Microsoft flags ongoing attacks on SharePoint servers widely used by goverments and businesses, urges immediate security fixes

Microsoft has raised a serious security alert regarding active cyberattacks aimed at its SharePoint server software, commonly utilized by governments and businesses for internal document sharing. In light of these threats, the tech giant is urging users to implement patches without delay to prevent potential exploitation. In an announcement released over the weekend, Microsoft indicated that these ongoing attacks are specifically targeting on-premise SharePoint servers, leaving cloud-based services such as SharePoint Online within Microsoft 365 unharmed. The company described a vulnerability that could allow an authorized attacker to execute spoofing attacks across a network. Such spoofing methods can mask malicious activities to make them appear as though they are coming from a legitimate source, which may allow cybercriminals to alter data or illegally access sensitive systems. The Washington Post first reported on this breach, noting that attackers had executed a 'zero-day' exploit—indicating that the flaw was previously undiscovered and unpatched. The report highlighted that this vulnerability appears to have been leveraged against both U.S. and international organizations. Cybersecurity experts are estimating that tens of thousands of servers might be at risk from these attacks. In a statement on Sunday, the FBI acknowledged awareness of the situation and revealed that it is working closely with federal agencies and private sector partners to address the threat, although further details remain sparse.

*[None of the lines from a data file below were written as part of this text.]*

#![allow(dead_code)]

use std::path::{Path, PathBuf};

use chrono::NaiveDate;
use sheetbridge::{CellValue, Row, Sheet, Workbook};
use tempfile::{TempDir, tempdir};
use umya_spreadsheet::{self, Spreadsheet};

pub struct TestWorkspace {
    _tempdir: TempDir,
    root: PathBuf,
}

impl TestWorkspace {
    pub fn new() -> Self {
        let tempdir = tempdir().expect("tempdir");
        let root = tempdir.path().to_path_buf();
        Self {
            _tempdir: tempdir,
            root,
        }
    }

    pub fn root(&self) -> &Path {
        &self.root
    }

    pub fn path(&self, name: &str) -> PathBuf {
        self.root.join(name)
    }

    pub fn write_text(&self, name: &str, content: &str) -> PathBuf {
        let path = self.path(name);
        if let Some(parent) = path.parent() {
            std::fs::create_dir_all(parent).expect("create dir");
        }
        std::fs::write(&path, content).expect("write file");
        path
    }

    pub fn create_workbook<F>(&self, name: &str, f: F) -> PathBuf
    where
        F: FnOnce(&mut Spreadsheet),
    {
        let path = self.path(name);
        write_workbook_to_path(&path, f);
        path
    }
}

pub fn write_workbook_to_path<F>(path: &Path, f: F)
where
    F: FnOnce(&mut Spreadsheet),
{
    if let Some(parent) = path.parent() {
        std::fs::create_dir_all(parent).expect("create dir");
    }
    let mut book = umya_spreadsheet::new_file();
    f(&mut book);
    umya_spreadsheet::writer::xlsx::write(&book, path).expect("write workbook");
}

pub fn date(year: i32, month: u32, day: u32) -> CellValue {
    CellValue::Date(NaiveDate::from_ymd_opt(year, month, day).expect("valid date"))
}

pub fn row(pairs: &[(&str, CellValue)]) -> Row {
    let mut row = Row::new();
    for (key, value) in pairs {
        row.insert((*key).to_string(), value.clone());
    }
    row
}

/// A small vocabulary-terms sheet exercising every primitive kind.
pub fn terms_sheet() -> Sheet {
    let mut sheet = Sheet::with_headers(
        "terms",
        vec![
            "id".into(),
            "label".into(),
            "count".into(),
            "active".into(),
            "added".into(),
        ],
    );
    sheet.rows.push(row(&[
        ("id", CellValue::Text("t1".into())),
        ("label", CellValue::Text("alpha".into())),
        ("count", CellValue::Number(3.0)),
        ("active", CellValue::Bool(true)),
        ("added", date(2024, 11, 1)),
    ]));
    sheet.rows.push(row(&[
        ("id", CellValue::Text("t2".into())),
        ("label", CellValue::Text("beta".into())),
        ("count", CellValue::Number(7.5)),
        ("active", CellValue::Bool(false)),
        ("added", CellValue::Null),
    ]));
    sheet
}

pub fn terms_workbook() -> Workbook {
    Workbook::single(terms_sheet())
}
use chrono::{DateTime, NaiveDate, Utc};
use indexmap::IndexMap;
use serde::{Deserialize, Serialize};
use std::collections::BTreeMap;

/// A format-neutral workbook: what every adapter reads into and writes from.
///
/// A workbook tree is built fresh by a `read` operation and consumed, never
/// mutated, by `validate`/`write`. Each conversion is a pure transform.
#[derive(Debug, Clone, Default, PartialEq, Serialize, Deserialize)]
pub struct Workbook {
    pub sheets: Vec<Sheet>,
    #[serde(default, skip_serializing_if = "Option::is_none")]
    pub metadata: Option<WorkbookMetadata>,
}

impl Workbook {
    /// Wrap a single sheet, the shape the delimited adapter produces.
    pub fn single(sheet: Sheet) -> Self {
        Self {
            sheets: vec![sheet],
            metadata: None,
        }
    }

    pub fn sheet_by_name(&self, name: &str) -> Option<&Sheet> {
        self.sheets.iter().find(|sheet| sheet.name == name)
    }
}

#[derive(Debug, Clone, Default, PartialEq, Serialize, Deserialize)]
pub struct WorkbookMetadata {
    #[serde(default, skip_serializing_if = "Option::is_none")]
    pub title: Option<String>,
    #[serde(default, skip_serializing_if = "Option::is_none")]
    pub author: Option<String>,
    #[serde(default, skip_serializing_if = "Option::is_none")]
    pub created: Option<DateTime<Utc>>,
    #[serde(default, skip_serializing_if = "Option::is_none")]
    pub modified: Option<DateTime<Utc>>,
    #[serde(default, skip_serializing_if = "BTreeMap::is_empty")]
    pub custom: BTreeMap<String, String>,
}

/// One tabular sheet. Headers are optional; a sheet without them keys its
/// rows by synthetic `ColumnN` identifiers instead.
#[derive(Debug, Clone, Default, PartialEq, Serialize, Deserialize)]
pub struct Sheet {
    pub name: String,
    #[serde(default, skip_serializing_if = "Option::is_none")]
    pub headers: Option<Vec<String>>,
    pub rows: Vec<Row>,
    #[serde(default, skip_serializing_if = "Option::is_none")]
    pub metadata: Option<SheetMetadata>,
}

impl Sheet {
    pub fn new(name: impl Into<String>) -> Self {
        Self {
            name: name.into(),
            ..Self::default()
        }
    }

    pub fn with_headers(name: impl Into<String>, headers: Vec<String>) -> Self {
        Self {
            name: name.into(),
            headers: Some(headers),
            ..Self::default()
        }
    }

    pub fn is_empty(&self) -> bool {
        self.rows.is_empty() && self.headers.is_none()
    }
}

/// Layout metadata preserved round-trip: frozen panes and column widths.
#[derive(Debug, Clone, Default, PartialEq, Serialize, Deserialize)]
pub struct SheetMetadata {
    #[serde(default, skip_serializing_if = "Option::is_none")]
    pub frozen_rows: Option<u32>,
    #[serde(default, skip_serializing_if = "Option::is_none")]
    pub frozen_columns: Option<u32>,
    #[serde(default, skip_serializing_if = "Vec::is_empty")]
    pub column_widths: Vec<f64>,
}

impl SheetMetadata {
    pub fn is_empty(&self) -> bool {
        self.frozen_rows.is_none() && self.frozen_columns.is_none() && self.column_widths.is_empty()
    }
}

/// A row maps column names to values; insertion order follows header order.
pub type Row = IndexMap<String, CellValue>;

/// The closed set of cell values every adapter agrees on.
#[derive(Debug, Clone, PartialEq, Serialize, Deserialize)]
#[serde(tag = "kind", content = "value", rename_all = "lowercase")]
pub enum CellValue {
    Text(String),
    Number(f64),
    Bool(bool),
    Date(NaiveDate),
    Null,
    Rich(Box<RichCell>),
}

impl Default for CellValue {
    fn default() -> Self {
        CellValue::Null
    }
}

impl CellValue {
    /// Unwrap a rich cell down to its primitive payload.
    pub fn primitive(&self) -> &CellValue {
        match self {
            CellValue::Rich(rich) => &rich.value,
            other => other,
        }
    }

    pub fn is_empty(&self) -> bool {
        match self {
            CellValue::Null => true,
            CellValue::Text(text) => text.is_empty(),
            CellValue::Rich(rich) => rich.value.is_empty(),
            _ => false,
        }
    }

    /// Plain-text rendering used by the delimited writer and the validator.
    /// Numbers rely on `f64` Display, so `42.0` renders as `42`.
    pub fn to_plain_string(&self) -> String {
        match self {
            CellValue::Text(text) => text.clone(),
            CellValue::Number(number) => number.to_string(),
            CellValue::Bool(flag) => flag.to_string(),
            CellValue::Date(date) => date.format("%Y-%m-%d").to_string(),
            CellValue::Null => String::new(),
            CellValue::Rich(rich) => rich.value.to_plain_string(),
        }
    }
}

/// A cell carrying more than a primitive: formula text, style, a comment,
/// or a hyperlink target. The binary adapter produces these where the
/// container's cell model cannot be expressed as a bare primitive.
#[derive(Debug, Clone, Default, PartialEq, Serialize, Deserialize)]
pub struct RichCell {
    /// The primitive payload; never itself `Rich`.
    pub value: CellValue,
    #[serde(default, skip_serializing_if = "Option::is_none")]
    pub formula: Option<String>,
    #[serde(default, skip_serializing_if = "Option::is_none")]
    pub style: Option<CellStyle>,
    #[serde(default, skip_serializing_if = "Option::is_none")]
    pub comment: Option<String>,
    #[serde(default, skip_serializing_if = "Option::is_none")]
    pub hyperlink: Option<String>,
}

impl RichCell {
    pub fn formula(value: CellValue, formula: impl Into<String>) -> Self {
        Self {
            value,
            formula: Some(formula.into()),
            ..Self::default()
        }
    }

    pub fn hyperlink(value: CellValue, target: impl Into<String>) -> Self {
        Self {
            value,
            hyperlink: Some(target.into()),
            ..Self::default()
        }
    }
}

/// The style subset the binary adapter actually round-trips.
#[derive(Debug, Clone, Default, PartialEq, Serialize, Deserialize)]
pub struct CellStyle {
    #[serde(default, skip_serializing_if = "Option::is_none")]
    pub bold: Option<bool>,
    #[serde(default, skip_serializing_if = "Option::is_none")]
    pub italic: Option<bool>,
    #[serde(default, skip_serializing_if = "Option::is_none")]
    pub font_name: Option<String>,
    #[serde(default, skip_serializing_if = "Option::is_none")]
    pub font_size: Option<f64>,
    #[serde(default, skip_serializing_if = "Option::is_none")]
    pub fill_color: Option<String>,
}

/// Positional fallback name for a column without a header.
pub fn synthetic_column(index: usize) -> String {
    format!("Column{}", index + 1)
}
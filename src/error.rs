//! Error handling for the conversion engine.
//!
//! Structural failures (unreadable bytes, missing files, an unreachable
//! remote service) surface as [`EngineError`]. Validation findings are not
//! errors; they travel as [`Violation`](crate::profile::Violation) values
//! from a successful run.

use std::fmt;
use std::path::Path;

use thiserror::Error;

pub type Result<T> = std::result::Result<T, EngineError>;

#[derive(Debug, Error)]
pub enum EngineError {
    /// The source or target descriptor names a format no adapter handles.
    #[error("unsupported format: {0}")]
    UnsupportedFormat(String),

    /// Input bytes could not be decoded into the workbook model.
    #[error("failed to decode {path}: {reason}")]
    Decode { path: String, reason: String },

    /// A file, sheet, or remote document that was asked for does not exist.
    #[error("not found: {0}")]
    NotFound(String),

    /// The remote sheet service rejected or failed an operation.
    #[error("remote service error for document {document_id}: {reason}")]
    Remote {
        document_id: String,
        reason: String,
    },

    /// The remote sheet service could not be reached at all.
    #[error("remote sheet service unavailable: {0}")]
    RemoteUnavailable(String),

    #[error("i/o error: {0}")]
    Io(#[from] std::io::Error),
}

impl EngineError {
    pub fn decode(path: impl fmt::Display, reason: impl Into<String>) -> Self {
        Self::Decode {
            path: path.to_string(),
            reason: reason.into(),
        }
    }

    pub fn decode_path(path: &Path, reason: impl Into<String>) -> Self {
        Self::decode(path.display(), reason)
    }

    pub fn remote(document_id: impl Into<String>, reason: impl Into<String>) -> Self {
        Self::Remote {
            document_id: document_id.into(),
            reason: reason.into(),
        }
    }

    /// Coarse grouping used in log fields.
    pub fn category(&self) -> &'static str {
        match self {
            Self::UnsupportedFormat(_) => "unsupported_format",
            Self::Decode { .. } => "decode_error",
            Self::NotFound(_) => "not_found",
            Self::Remote { .. } | Self::RemoteUnavailable(_) => "remote_error",
            Self::Io(_) => "io_error",
        }
    }

    /// Whether retrying the same operation could plausibly succeed.
    pub fn is_retryable(&self) -> bool {
        matches!(
            self,
            Self::Remote { .. } | Self::RemoteUnavailable(_) | Self::Io(_)
        )
    }
}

In response to these security concerns, Microsoft has rolled out a security update for the SharePoint Subscription Edition and is currently developing updates for SharePoint 2016 and 2019. The company has also advised organizations unable to implement malware protection to temporarily disconnect their servers from the internet until a suitable security patch becomes available. As of now, Microsoft has not provided additional information regarding the attacks' origins or specifics.